Good to hear a report on Hess. I've got some family up there and a couple cousins have been out by the boat launch I think and have gotten about 20 specks in the past two days. Oh, and one large bullhead on a minnow!

Sid


----------



## SpartanAngler (Mar 11, 2003)

how thick was the ice on hess?? Was thinking of heading over there sometime this week. Also is anyone hitting the hole in the middle of the lake? Thanks SpartanAngler


----------



## WDGibby (Dec 14, 2003)

Spartan, was a good four inches of good ice where we were today on Hess. Nobody at the hole yet. Maybe a tad to soon for that.

Gibby


----------



## SpartanAngler (Mar 11, 2003)

Thanks Gibby,

Looks like Ill have to wait a while after this warm spell till I make it over that way.

SpartanAngler


----------



## Slim Gem (Dec 10, 2003)

Hey Gibby,
What time where you there (on Hess) yesterday. Perhaps we met???

(Were you the one with the little girl along?)


----------



## PackerFan (Sep 7, 2004)

We should do an outing on Reeds soon. I'd go out there this weekend but I might be in muskegon. With it being so warm I could just sit on a bucket. Now if I only had an auger.


----------



## bigsid (Jan 13, 2003)

PackerFan said:


> We should do an outing on Reeds soon. I'd go out there this weekend but I might be in muskegon. With it being so warm I could just sit on a bucket. Now if I only had an auger.

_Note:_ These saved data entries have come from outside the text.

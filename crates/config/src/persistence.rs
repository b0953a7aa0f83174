//! Config file discovery, reading, and writing.
//!
//! Files are looked up in the working directory first, then in the user's
//! config directory:
//!
//! 1. `./creditsearch.json5`, `./creditsearch.json`
//! 2. `~/.config/creditsearch/config.json5`, `~/.config/creditsearch/config.json`
//!
//! Both formats are read with the JSON5 parser; files are always written as
//! pretty-printed JSON.

use std::path::{Path, PathBuf};

use tracing::debug;

use crate::error::{ConfigError, Result};

/// Application directory name under the platform config and data dirs.
pub const APP_DIR: &str = "creditsearch";

/// File names tried in the working directory, in priority order.
const LOCAL_FILE_NAMES: &[&str] = &["creditsearch.json5", "creditsearch.json"];

/// File names tried in the user config directory, in priority order.
const USER_FILE_NAMES: &[&str] = &["config.json5", "config.json"];

/// Name of the log file written under [`user_data_dir`].
const LOG_FILE_NAME: &str = "creditsearch.log";

/// Finds the config file to load, if any.
///
/// # Examples
///
/// ```no_run
/// use creditsearch_config::persistence::find_config_file;
///
/// match find_config_file() {
///     Some(path) => println!("using {}", path.display()),
///     None => println!("using defaults"),
/// }
/// ```
#[must_use]
pub fn find_config_file() -> Option<PathBuf> {
    let user_dir = dirs::config_dir().map(|d| d.join(APP_DIR));
    find_config_file_in(Path::new("."), user_dir.as_deref())
}

/// Finds the config file given an explicit working and user directory.
#[must_use]
pub fn find_config_file_in(local_dir: &Path, user_dir: Option<&Path>) -> Option<PathBuf> {
    let local = LOCAL_FILE_NAMES.iter().map(|name| local_dir.join(name));
    let user = user_dir
        .into_iter()
        .flat_map(|dir| USER_FILE_NAMES.iter().map(move |name| dir.join(name)));

    let found = local.chain(user).find(|path| path.is_file());
    if let Some(path) = &found {
        debug!(path = %path.display(), "found config file");
    }
    found
}

/// Returns the user config directory, typically `~/.config/creditsearch/`.
///
/// # Errors
///
/// Returns an error if the home directory cannot be determined.
pub fn user_config_dir() -> Result<PathBuf> {
    dirs::config_dir()
        .map(|d| d.join(APP_DIR))
        .ok_or(ConfigError::NoHomeDirectory)
}

/// Returns the path new user config files are written to.
///
/// # Errors
///
/// Returns an error if the home directory cannot be determined.
pub fn default_user_config_path() -> Result<PathBuf> {
    Ok(user_config_dir()?.join(USER_FILE_NAMES[0]))
}

/// Returns the user data directory, typically `~/.local/share/creditsearch/`.
///
/// # Errors
///
/// Returns an error if the home directory cannot be determined.
pub fn user_data_dir() -> Result<PathBuf> {
    dirs::data_dir()
        .map(|d| d.join(APP_DIR))
        .ok_or(ConfigError::NoHomeDirectory)
}

/// Returns the path of the application log file.
///
/// # Errors
///
/// Returns an error if the home directory cannot be determined.
pub fn log_file_path() -> Result<PathBuf> {
    Ok(user_data_dir()?.join(LOG_FILE_NAME))
}

/// Reads and parses a JSON5 or JSON config file.
///
/// # Errors
///
/// Returns an error if the file cannot be read or parsed.
///
/// # Examples
///
/// ```no_run
/// use creditsearch_config::Config;
/// use creditsearch_config::persistence::read_config_file;
///
/// # fn main() -> creditsearch_config::Result<()> {
/// let config: Config = read_config_file("creditsearch.json5")?;
/// # Ok(())
/// # }
/// ```
pub fn read_config_file<T: serde::de::DeserializeOwned>(path: impl AsRef<Path>) -> Result<T> {
    let path = path.as_ref();
    let content = std::fs::read_to_string(path).map_err(|e| ConfigError::ReadFile {
        path: path.to_path_buf(),
        source: e,
    })?;

    serde_json5::from_str(&content).map_err(ConfigError::from)
}

/// Writes a config as pretty-printed JSON, creating parent directories.
///
/// # Errors
///
/// Returns an error if the directory or file cannot be written, or the
/// value cannot be serialized.
pub fn write_config_file<T: serde::Serialize>(path: impl AsRef<Path>, config: &T) -> Result<()> {
    let path = path.as_ref();
    let write_error = |source| ConfigError::WriteFile {
        path: path.to_path_buf(),
        source,
    };

    if let Some(parent) = path.parent().filter(|p| !p.as_os_str().is_empty() && !p.exists()) {
        std::fs::create_dir_all(parent).map_err(write_error)?;
    }

    let content = serde_json::to_string_pretty(config)?;
    std::fs::write(path, content).map_err(write_error)
}
//! Form validation rules.
//!
//! [`validate`] checks every field of a [`FormValues`] and returns the
//! first failing rule's message per field. Which of those messages are
//! shown is up to the host: typically only touched fields, or every field
//! after a submit attempt.

use std::collections::BTreeMap;
use std::sync::LazyLock;

use chrono::NaiveDate;
use creditsearch_picker::parse_canonical;
use regex::Regex;

use crate::form::{FieldId, FormValues};

static MOBILE_RE: LazyLock<Regex> =
    LazyLock::new(|| Regex::new(r"^\+?[0-9]{10,15}$").expect("mobile pattern is valid"));

static EMAIL_RE: LazyLock<Regex> =
    LazyLock::new(|| Regex::new(r"^[^\s@]+@[^\s@]+\.[^\s@]+$").expect("email pattern is valid"));

static POSTAL_CODE_RE: LazyLock<Regex> = LazyLock::new(|| {
    Regex::new(r"(?i)^[A-Z]{1,2}[0-9][A-Z0-9]? ?[0-9][A-Z]{2}$|^[0-9]{5}(-[0-9]{4})?$")
        .expect("postal code pattern is valid")
});

/// Validation messages keyed by field, in display order.
#[derive(Debug, Clone, Default, PartialEq, Eq)]
pub struct FieldErrors(BTreeMap<FieldId, String>);

impl FieldErrors {
    /// Returns whether every field passed.
    #[must_use]
    pub fn is_empty(&self) -> bool {
        self.0.is_empty()
    }

    /// Number of failing fields.
    #[must_use]
    pub fn len(&self) -> usize {
        self.0.len()
    }

    /// The message for `field`, if it failed.
    #[must_use]
    pub fn get(&self, field: FieldId) -> Option<&str> {
        self.0.get(&field).map(String::as_str)
    }

    /// Returns whether `field` failed.
    #[must_use]
    pub fn contains(&self, field: FieldId) -> bool {
        self.0.contains_key(&field)
    }

    /// Failing fields and their messages, in display order.
    pub fn iter(&self) -> impl Iterator<Item = (FieldId, &str)> {
        self.0.iter().map(|(&field, message)| (field, message.as_str()))
    }

    /// The first failing field in display order.
    #[must_use]
    pub fn first(&self) -> Option<FieldId> {
        self.0.keys().next().copied()
    }

    /// Records `message` for `field`, replacing any earlier message.
    ///
    /// Hosts use this for rules that depend on widget state the form
    /// values do not carry, such as rejected typed text.
    pub fn insert(&mut self, field: FieldId, message: impl Into<String>) {
        self.0.insert(field, message.into());
    }
}

/// Validates every field.
///
/// `today` is the reference for the "not in the future" rule on the date
/// of birth.
///
/// # Examples
///
/// ```
/// use chrono::NaiveDate;
/// use creditsearch_protocol::{FieldId, FormValues, validate};
///
/// let today = NaiveDate::from_ymd_opt(2026, 10, 19).unwrap();
/// let errors = validate(&FormValues::new(), today);
/// assert_eq!(errors.get(FieldId::Title), Some("Title is required"));
/// assert!(!errors.contains(FieldId::MiddleName));
/// ```
#[must_use]
pub fn validate(values: &FormValues, today: NaiveDate) -> FieldErrors {
    FieldErrors(
        FieldId::ALL
            .into_iter()
            .filter_map(|field| validate_field(values, field, today).map(|msg| (field, msg)))
            .collect(),
    )
}

/// Validates a single field, returning the first failing rule's message.
#[must_use]
pub fn validate_field(values: &FormValues, field: FieldId, today: NaiveDate) -> Option<String> {
    let message = match field {
        FieldId::Title => values.title.is_none().then_some("Title is required"),
        FieldId::FirstName => required(&values.first_name, "First name is required"),
        FieldId::MiddleName => None,
        FieldId::LastName => required(&values.last_name, "Last name is required"),
        FieldId::DateOfBirth => validate_date_of_birth(values.date_of_birth.as_deref(), today),
        FieldId::Mobile => required(&values.mobile, "Mobile number is required").or_else(|| {
            (!MOBILE_RE.is_match(&values.mobile)).then_some("Please enter a valid mobile number")
        }),
        FieldId::Email => required(&values.email, "Email is required")
            .or_else(|| (!EMAIL_RE.is_match(&values.email)).then_some("Invalid email format")),
        FieldId::PostalCode => required(&values.postal_code, "Postal code is required").or_else(|| {
            (!POSTAL_CODE_RE.is_match(&values.postal_code))
                .then_some("Please enter a valid postal code")
        }),
        FieldId::AddressLine => (!values.postal_code.is_empty())
            .then(|| {
                required(
                    &values.address_line,
                    "Address is required when postal code is provided",
                )
            })
            .flatten(),
        FieldId::Confirmation => (!values.confirmation)
            .then_some("You must accept the terms and conditions"),
    };
    message.map(str::to_string)
}

fn required(value: &str, message: &'static str) -> Option<&'static str> {
    value.trim().is_empty().then_some(message)
}

fn validate_date_of_birth(value: Option<&str>, today: NaiveDate) -> Option<&'static str> {
    let Some(value) = value.filter(|v| !v.is_empty()) else {
        return Some("Date of birth is required");
    };
    match parse_canonical(value) {
        Ok(date) if date > today => Some("Date of birth cannot be in the future"),
        Ok(_) => None,
        Err(_) => Some("Please enter a valid date"),
    }
}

We'll get one going shortly. It's still only December! I think this weekend will be nothing but a sloppy mess anyway. I think later in January when there are no ice issues (hopefully) and everyone can have some notice would be good.


----------



## WDGibby (Dec 14, 2003)

Slim Jem

That was Schaaed1 with his daughter, I was right next to them with the bomber hat, was that you in the white camo? Or the fellow doing the hole hopping with the Vex?

Gibby


----------



## schaaed1 (Jan 20, 2003)

Slim Gem said:


> Hey Gibby,
> What time where you there (on Hess) yesterday. Perhaps we met???
> 
> (Were you the one with the little girl along?)


Yup, that was prolly me and my daughter. Had the MS.com hat on  . And Gibby's hat .... well you wouldn't have missed that one either. :lol: We were in a Clam Jr. and as Gibby said he was next to us, in his Fish Trap. Not sure what time we left ... but it was fairly early (looks like we left a little too early!). We were not marking many fish and my daughter was getting board after her 3rd trip out in as many days (think she's tired of her 'ice fishin' sitter)  .

The day before, she also landed a Bass. Was kinda fun watching her trying to land it on a 'Schooley Rod'.


----------



## Slim Gem (Dec 10, 2003)

I was the one 'hole hopping vex' guy. Black bibs, black Carhart and Elmer Fudd hat, yellow sled.
I had met another guy (a little later) with an adopted little girl from Romania. I thought that was Gibby. But you were the 2 I said 'hi' to when I first got out. I remember the Clam and Trap.
Anyway, sorry I missed the MS cap, otherwise I would have introduced my self!

Hole hopping was the only way to find them yesterday! They were really moving!!!

Gibby, if you like, you can send me a PM when those gills start on White. You helped me with info on that last year, but I never made it out there!

Hope to see you guys soon!
tom


----------



## GVSUKUSH (Mar 9, 2004)

Fished Reeds from 6-10:30 today, iced about 20-25 (7-8 inch) perch in about 12 feet of water on waxies and jammin jigs and a few on minnows. No go on the crappies, tried for about an hour. Now off to clean the fish.........


----------



## GVSUKUSH (Mar 9, 2004)

Ouch, damn near 60 degrees, been blowing hard from the SW all day and HEAVY downpours last night, this will screw up the shore ice for a while. Too bad, we had 5 inches of good, hard ice too. Get cold again quick please.


----------



## GVSUKUSH (Mar 9, 2004)

Anyone been out to Reeds or other GR area lakes to check the ice? Haven't been able to stop by lately. Hope this snow and the warmup after doesn't royaly screw us. :rant:


----------



## bigsid (Jan 13, 2003)

I've got some runnung around to do today, I'll stop and cut a couple holes. Be back later.

Sid


----------